▶ What to do:
For each line below that includes the word "fragment", make a copy.

▶ Collected data:
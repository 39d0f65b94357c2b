//! HTML emission for the classified block tree.
//!
//! Produces a styled fragment with stable class names; the page stylesheet
//! (and its print rules) does the rest. Consecutive bullet items are grouped
//! under one `<ul>` so the fragment stays well-formed.

use super::{Block, Cell, Keyword, Span};

/// Classifies and renders a text blob in one call.
pub fn render_document(text: &str) -> String {
    render_blocks(&super::parse_blocks(text))
}

/// Renders an ordered block sequence as an HTML fragment.
pub fn render_blocks(blocks: &[Block]) -> String {
    let mut out = String::new();
    let mut iter = blocks.iter().peekable();

    while let Some(block) = iter.next() {
        match block {
            Block::Heading { level, text } => {
                let tag = format!("h{level}");
                out.push_str(&format!("<{tag} class=\"md-h{level}\">{}</{tag}>\n", escape(text)));
            }
            Block::Bullet(spans) => {
                out.push_str("<ul class=\"md-list\">\n");
                out.push_str(&format!("<li>{}</li>\n", render_spans(spans)));
                while let Some(Block::Bullet(next)) = iter.peek() {
                    out.push_str(&format!("<li>{}</li>\n", render_spans(next)));
                    iter.next();
                }
                out.push_str("</ul>\n");
            }
            Block::Numbered { number, spans } => {
                out.push_str(&format!(
                    "<div class=\"md-numbered\"><span class=\"md-num\">{}.</span><p>{}</p></div>\n",
                    escape(number),
                    render_spans(spans)
                ));
            }
            Block::Paragraph(spans) => {
                out.push_str(&format!("<p class=\"md-p\">{}</p>\n", render_spans(spans)));
            }
            Block::Table { header, rows } => out.push_str(&render_table(header, rows)),
            Block::Spacer => out.push_str("<div class=\"md-spacer\"></div>\n"),
        }
    }
    out
}

fn render_table(header: &[String], rows: &[Vec<Cell>]) -> String {
    let mut out = String::from("<div class=\"md-table\"><table>\n<thead><tr>");
    for cell in header {
        out.push_str(&format!("<th>{}</th>", escape(cell)));
    }
    out.push_str("</tr></thead>\n<tbody>\n");
    for (index, row) in rows.iter().enumerate() {
        let stripe = if index % 2 == 0 { "even" } else { "odd" };
        out.push_str(&format!("<tr class=\"{stripe}\">"));
        for cell in row {
            out.push_str(&format!("<td>{}</td>", render_spans(cell)));
        }
        out.push_str("</tr>\n");
    }
    out.push_str("</tbody>\n</table></div>\n");
    out
}

fn render_spans(spans: &[Span]) -> String {
    let mut out = String::new();
    for span in spans {
        match span {
            Span::Text(text) => out.push_str(&escape(text)),
            Span::Strong(text) => out.push_str(&format!("<strong>{}</strong>", escape(text))),
            Span::Keyword(keyword) => {
                let class = match keyword {
                    Keyword::Berkesadaran => "kw-berkesadaran",
                    Keyword::Bermakna => "kw-bermakna",
                    Keyword::Menggembirakan => "kw-menggembirakan",
                };
                out.push_str(&format!("<span class=\"kw {class}\">{}</span>", keyword.label()));
            }
        }
    }
    out
}

fn escape(text: &str) -> String {
    let mut out = String::with_capacity(text.len());
    for c in text.chars() {
        match c {
            '&' => out.push_str("&amp;"),
            '<' => out.push_str("&lt;"),
            '>' => out.push_str("&gt;"),
            '"' => out.push_str("&quot;"),
            _ => out.push(c),
        }
    }
    out
}

#[cfg(test)]
mod tests {
    use super::*;

    #[test]
    fn keywords_render_as_distinct_badges() {
        let html = render_document("Prinsip: Berkesadaran, bermakna, MENGGEMBIRAKAN.");
        assert!(html.contains("kw-berkesadaran"));
        assert!(html.contains("kw-bermakna"));
        assert!(html.contains("kw-menggembirakan"));
        // The badge text is the canonical label regardless of input case.
        assert!(html.contains(">Menggembirakan</span>"));
    }

    #[test]
    fn consecutive_bullets_share_one_list() {
        let html = render_document("- satu\n- dua\n\n- tiga");
        assert_eq!(html.matches("<ul class=\"md-list\">").count(), 2);
        assert_eq!(html.matches("<li>").count(), 3);
    }

    #[test]
    fn raw_markup_in_generated_text_is_escaped() {
        let html = render_document("nilai <b>mentah</b> & \"kutipan\"");
        assert!(html.contains("&lt;b&gt;mentah&lt;/b&gt;"));
        assert!(html.contains("&amp; &quot;kutipan&quot;"));
    }

    #[test]
    fn short_table_emits_no_markup_at_all() {
        assert_eq!(render_document("| satu baris |"), "");
    }
}
//! crates/lesson_planner_core/src/ports.rs
//!
//! Defines the service contracts (traits) for the application's core logic.
//! These traits form the boundary of the hexagonal architecture, allowing the
//! core to be independent of the concrete AI backend behind the generation
//! call.

use async_trait::async_trait;

use crate::domain::LessonParams;

//=========================================================================================
// Generic Port Error and Result Types
//=========================================================================================

/// A generic error type for all port operations.
/// This abstracts away the specific errors from external services.
#[derive(Debug, thiserror::Error)]
pub enum PortError {
    /// The remote generation service failed; carries the upstream message
    /// when one was available, otherwise a localized fallback.
    #[error("{0}")]
    Service(String),
    #[error("An unexpected error occurred: {0}")]
    Unexpected(String),
}

/// A convenience type alias for `Result<T, PortError>`.
pub type PortResult<T> = Result<T, PortError>;

//=========================================================================================
// Service Ports (Traits)
//=========================================================================================

#[async_trait]
pub trait LessonGenerationService: Send + Sync {
    /// Generates the complete two-stage lesson text (Modul Ajar + LKPD) for
    /// the given parameters. One attempt per call; no retry.
    async fn generate_lesson(&self, params: &LessonParams) -> PortResult<String>;
}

▶ Output for this exercise:
//! Produces a styled fragment with stable class names; the page stylesheet
//! under one `<ul>` so the fragment stays well-formed.
/// Renders an ordered block sequence as an HTML fragment.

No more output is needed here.